Points of Lights
Don't Blink Or You Might Miss The Next Big (Quantum) Thing
By Deborah Wormser
Christensen says SMU’s photonics researchers – who include
faculty members in electrical engineering, mathematics and
physics, plus their graduate students – come together periodically
for interdisciplinary meetings because so many fields are involved
in creating and understanding photonic devices.
Christensen’s Photonic Architectures Laboratory has received
more than $2 million in grants from the Defense Advanced Research
Projects Agency (DARPA) for a project to make unmanned
aerial vehicles (UAVs) stealthier “Today we think of a Predator UAV as flying at 30,000 feet carrying
a really nice camera with a long lens that can zoom into an area on the ground and look at it very carefully,” he says. Ideally, the device
would be tiny with a flat lens, like a cell phone camera; however,
those cameras do not produce images of adequate resolution.
Christensen’s interdisciplinary team has devised a multi-step solution
that starts with an array of hundreds of tiny, flat, square
cameras and equally tiny, square mirrors placed in a grid pattern
that can be mounted on the underside of an aircraft as small as a
model airplane. Each camera will provide slightly different information
about the subject because each takes a photograph from a
slightly different angle. Computational imaging is then used to
combine the numerous low-resolution images to create a sharper
image that is akin to one taken by a high-performance camera too
heavy to fit on the small aircraft.
“Wouldn’t it be great if the camera could determine from its
wide shot which objects in the field are most important and be
able to zero in on them?” Christensen asks.

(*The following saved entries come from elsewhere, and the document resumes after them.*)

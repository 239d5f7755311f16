//! Query grammar.
//!
//! Every query renders as `{"query": {<kind>: <body>}}`, with a top-level
//! `limit` next to `query` when one was set. A [`BoolQuery`] embeds its
//! children by their inner `{<kind>: <body>}` object only, one level below
//! the `query` wrapper.

use serde_json::{Map, Number, Value};

use crate::error::{ModelError, Result};

/// A query that can be sent as the body of a search request.
#[derive(Debug, Clone, PartialEq)]
pub enum Query {
    Term(TermQuery),
    Range(RangeQuery),
    Fuzzy(FuzzyQuery),
    Phrase(PhraseQuery),
    Regex(RegexQuery),
    Bool(BoolQuery),
}

impl Query {
    /// The full request document: `{"query": ..., "limit": ...}`.
    pub fn to_json(&self) -> Value {
        let mut root = Map::new();
        root.insert("query".to_string(), self.body());
        if let Some(limit) = self.limit() {
            root.insert("limit".to_string(), Value::from(limit));
        }
        Value::Object(root)
    }

    /// The inner query object, without the `query` wrapper or the limit.
    pub fn body(&self) -> Value {
        match self {
            Query::Term(q) => keyed("term", keyed(&q.field_name, Value::from(q.term.as_str()))),
            Query::Range(q) => {
                let mut bounds = Map::new();
                for (key, bound) in [("gte", &q.gte), ("gt", &q.gt), ("lte", &q.lte), ("lt", &q.lt)] {
                    if let Some(bound) = bound {
                        bounds.insert(key.to_string(), Value::Number(bound.clone()));
                    }
                }
                keyed("range", keyed(&q.field_name, Value::Object(bounds)))
            }
            Query::Fuzzy(q) => {
                let mut body = Map::new();
                body.insert("value".to_string(), Value::from(q.term.as_str()));
                body.insert("distance".to_string(), Value::from(q.distance));
                body.insert("transposition".to_string(), Value::Bool(q.transposition));
                keyed("fuzzy", keyed(&q.field_name, Value::Object(body)))
            }
            Query::Phrase(q) => {
                let mut body = Map::new();
                body.insert("terms".to_string(), Value::from(q.terms.clone()));
                // Explicit null when no offsets were given.
                body.insert(
                    "offsets".to_string(),
                    q.offsets.clone().map(Value::from).unwrap_or(Value::Null),
                );
                keyed("phrase", keyed(&q.field_name, Value::Object(body)))
            }
            Query::Regex(q) => keyed("regex", keyed(&q.field_name, Value::from(q.regex.as_str()))),
            Query::Bool(q) => {
                let mut clauses = Map::new();
                clauses.insert("must".to_string(), embed(&q.must));
                clauses.insert("must_not".to_string(), embed(&q.must_not));
                clauses.insert("should".to_string(), embed(&q.should));
                keyed("bool", Value::Object(clauses))
            }
        }
    }

    pub fn limit(&self) -> Option<u64> {
        match self {
            Query::Term(q) => q.limit,
            Query::Range(q) => q.limit,
            Query::Fuzzy(q) => q.limit,
            Query::Phrase(q) => q.limit,
            Query::Regex(q) => q.limit,
            Query::Bool(q) => q.limit,
        }
    }
}

fn keyed(key: &str, value: Value) -> Value {
    let mut map = Map::new();
    map.insert(key.to_string(), value);
    Value::Object(map)
}

fn embed(children: &[Query]) -> Value {
    Value::Array(children.iter().map(Query::body).collect())
}

/// Exact term match on one field.
#[derive(Debug, Clone, PartialEq, Eq)]
pub struct TermQuery {
    term: String,
    field_name: String,
    limit: Option<u64>,
}

impl TermQuery {
    pub fn new(term: impl Into<String>, field_name: impl Into<String>) -> Self {
        Self {
            term: term.into(),
            field_name: field_name.into(),
            limit: None,
        }
    }

    pub fn with_limit(mut self, limit: u64) -> Self {
        self.limit = Some(limit);
        self
    }

    pub fn term(&self) -> &str {
        &self.term
    }

    pub fn field_name(&self) -> &str {
        &self.field_name
    }

    /// `(field, term)` pair as used in delete-by-term bodies.
    pub fn term_entry(&self) -> (&str, &str) {
        (&self.field_name, &self.term)
    }
}

/// Range over a numeric field. At most one lower and one upper bound.
#[derive(Debug, Clone, PartialEq)]
pub struct RangeQuery {
    field_name: String,
    gte: Option<Number>,
    gt: Option<Number>,
    lte: Option<Number>,
    lt: Option<Number>,
    limit: Option<u64>,
}

impl RangeQuery {
    pub fn builder(field_name: impl Into<String>) -> RangeQueryBuilder {
        RangeQueryBuilder {
            field_name: field_name.into(),
            gte: None,
            gt: None,
            lte: None,
            lt: None,
            limit: None,
        }
    }

    pub fn field_name(&self) -> &str {
        &self.field_name
    }
}

#[derive(Debug, Clone)]
pub struct RangeQueryBuilder {
    field_name: String,
    gte: Option<Number>,
    gt: Option<Number>,
    lte: Option<Number>,
    lt: Option<Number>,
    limit: Option<u64>,
}

impl RangeQueryBuilder {
    pub fn gte(mut self, value: impl Into<Number>) -> Self {
        self.gte = Some(value.into());
        self
    }

    pub fn gt(mut self, value: impl Into<Number>) -> Self {
        self.gt = Some(value.into());
        self
    }

    pub fn lte(mut self, value: impl Into<Number>) -> Self {
        self.lte = Some(value.into());
        self
    }

    pub fn lt(mut self, value: impl Into<Number>) -> Self {
        self.lt = Some(value.into());
        self
    }

    pub fn limit(mut self, limit: u64) -> Self {
        self.limit = Some(limit);
        self
    }

    pub fn build(self) -> Result<RangeQuery> {
        if self.gte.is_some() && self.gt.is_some() {
            return Err(ModelError::InvalidArgument(
                "gte and gt cannot both be set".to_string(),
            ));
        }
        if self.lte.is_some() && self.lt.is_some() {
            return Err(ModelError::InvalidArgument(
                "lte and lt cannot both be set".to_string(),
            ));
        }

        Ok(RangeQuery {
            field_name: self.field_name,
            gte: self.gte,
            gt: self.gt,
            lte: self.lte,
            lt: self.lt,
            limit: self.limit,
        })
    }
}

/// Term match within an edit distance.
#[derive(Debug, Clone, PartialEq, Eq)]
pub struct FuzzyQuery {
    term: String,
    field_name: String,
    distance: u8,
    transposition: bool,
    limit: Option<u64>,
}

impl FuzzyQuery {
    /// `distance` must fit in `0..=255`.
    pub fn new(
        term: impl Into<String>,
        field_name: impl Into<String>,
        distance: i64,
        transposition: bool,
    ) -> Result<Self> {
        let distance = u8::try_from(distance).map_err(|_| {
            ModelError::InvalidArgument(format!("distance needs to be a u8, got {}", distance))
        })?;

        Ok(Self {
            term: term.into(),
            field_name: field_name.into(),
            distance,
            transposition,
            limit: None,
        })
    }

    pub fn with_limit(mut self, limit: u64) -> Self {
        self.limit = Some(limit);
        self
    }

    pub fn distance(&self) -> u8 {
        self.distance
    }
}

/// Ordered sequence of terms, optionally at explicit positions.
#[derive(Debug, Clone, PartialEq, Eq)]
pub struct PhraseQuery {
    field_name: String,
    terms: Vec<String>,
    offsets: Option<Vec<u32>>,
    limit: Option<u64>,
}

impl PhraseQuery {
    pub fn new<T: Into<String>>(
        field_name: impl Into<String>,
        terms: impl IntoIterator<Item = T>,
        offsets: Option<Vec<u32>>,
    ) -> Result<Self> {
        let terms: Vec<String> = terms.into_iter().map(Into::into).collect();

        if let Some(offsets) = &offsets {
            if offsets.len() != terms.len() {
                return Err(ModelError::InvalidArgument(format!(
                    "offsets and terms must have the same number of entries ({} terms, {} offsets)",
                    terms.len(),
                    offsets.len()
                )));
            }
        }

        Ok(Self {
            field_name: field_name.into(),
            terms,
            offsets,
            limit: None,
        })
    }

    pub fn with_limit(mut self, limit: u64) -> Self {
        self.limit = Some(limit);
        self
    }

    pub fn terms(&self) -> &[String] {
        &self.terms
    }
}

/// Regular expression match on one field. The pattern is checked by the server.
#[derive(Debug, Clone, PartialEq, Eq)]
pub struct RegexQuery {
    regex: String,
    field_name: String,
    limit: Option<u64>,
}

impl RegexQuery {
    pub fn new(regex: impl Into<String>, field_name: impl Into<String>) -> Self {
        Self {
            regex: regex.into(),
            field_name: field_name.into(),
            limit: None,
        }
    }

    pub fn with_limit(mut self, limit: u64) -> Self {
        self.limit = Some(limit);
        self
    }
}

/// Boolean combination of other queries.
#[derive(Debug, Clone, PartialEq, Default)]
pub struct BoolQuery {
    must: Vec<Query>,
    must_not: Vec<Query>,
    should: Vec<Query>,
    limit: Option<u64>,
}

impl BoolQuery {
    pub fn new() -> Self {
        Self::default()
    }

    /// Documents must match `query` to be returned.
    pub fn must(mut self, query: impl Into<Query>) -> Self {
        self.must.push(query.into());
        self
    }

    /// Documents matching `query` are excluded.
    pub fn must_not(mut self, query: impl Into<Query>) -> Self {
        self.must_not.push(query.into());
        self
    }

    pub fn should(mut self, query: impl Into<Query>) -> Self {
        self.should.push(query.into());
        self
    }

    pub fn with_limit(mut self, limit: u64) -> Self {
        self.limit = Some(limit);
        self
    }
}

impl From<TermQuery> for Query {
    fn from(query: TermQuery) -> Self {
        Query::Term(query)
    }
}

impl From<RangeQuery> for Query {
    fn from(query: RangeQuery) -> Self {
        Query::Range(query)
    }
}

impl From<FuzzyQuery> for Query {
    fn from(query: FuzzyQuery) -> Self {
        Query::Fuzzy(query)
    }
}

impl From<PhraseQuery> for Query {
    fn from(query: PhraseQuery) -> Self {
        Query::Phrase(query)
    }
}

impl From<RegexQuery> for Query {
    fn from(query: RegexQuery) -> Self {
        Query::Regex(query)
    }
}

impl From<BoolQuery> for Query {
    fn from(query: BoolQuery) -> Self {
        Query::Bool(query)
    }
}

Such a camera is under development at SMU. Called an adaptive
resolution camera, it would analyze the wide view and use
mathematical formulas to identify objects of interest – such as
aircraft on the ground.
Instead of simple mirrors, the adaptive resolution camera uses
an array of micro-electric machines (MEMs). Each MEM looks
like a mirror that is hundreds of microns across, or about the width
of a few human hairs, attached to three even smaller levers. The
levers would reposition the mirrors in the desired direction to improve
the information collected by the camera’s next photographs
to create another, better image – all faster than the blink of an eye.
The smarter camera would automatically put more pixels in the
areas of interest and less in those considered unimportant, he says,
adding that the resulting picture may look strange by conventional
standards, but it would provide more useful information.
The team from the Electrical Engineering Department incorporates
skills from physics, mathematics and computer science.
Assistant Professor Dinesh Rajan, a specialist in information theory,
finds the mathematical route to the best final image, a so-called
“goodness value.” Associate Professor Scott Douglas, an adaptive algorithms expert, crafts the formulas to make the system home in
on the important details within the big picture. And Professor Panos
Papamichalis works on their robustness, making the system more
tolerant of the adversities the camera will encounter in daily use.